* **About this exercise**
Copy the lines verbatim, beginning with the line that contains "Installs the global" and continuing through the end of the data, and only those lines.

(Stored data entries)
◇ ◇ ◇ ◇ ◇

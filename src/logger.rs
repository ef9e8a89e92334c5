//! A minimal `log::Log` implementation. bmt has no need for a full logging
//! framework — everything here is meant to be replaced by `env_logger` or
//! similar if the CLI ever grows that dependency; for now, stderr and a
//! level filter are all it needs.

use log::{Level, Log, Metadata, Record};

struct Logger;

static LOGGER: Logger = Logger;

impl Log for Logger {
    fn enabled(&self, metadata: &Metadata) -> bool {
        metadata.level() <= log::max_level()
    }

    fn log(&self, record: &Record) {
        if !self.enabled(record.metadata()) {
            return;
        }
        match record.level() {
            Level::Error => eprintln!("bmt: error: {}", record.args()),
            Level::Warn => eprintln!("bmt: warning: {}", record.args()),
            _ => eprintln!("bmt: {}: {}", record.level().to_string().to_lowercase(), record.args()),
        }
    }

    fn flush(&self) {}
}

/// Installs the global logger and sets the max level from `-v`/`--verbose`
/// counts: 0 -> warn, 1 -> info, 2+ -> debug.
pub fn init(verbose: u8) {
    let level = match verbose {
        0 => log::LevelFilter::Warn,
        1 => log::LevelFilter::Info,
        _ => log::LevelFilter::Debug,
    };
    log::set_max_level(level);
    let _ = log::set_logger(&LOGGER);
}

◇ ◇ ◇ ◇ ◇

* **Expected output**
/// Installs the global logger and sets the max level from `-v`/`--verbose`
/// counts: 0 -> warn, 1 -> info, 2+ -> debug.
pub fn init(verbose: u8) {
    let level = match verbose {
        0 => log::LevelFilter::Warn,
        1 => log::LevelFilter::Info,
        _ => log::LevelFilter::Debug,
    };
    log::set_max_level(level);
    let _ = log::set_logger(&LOGGER);
}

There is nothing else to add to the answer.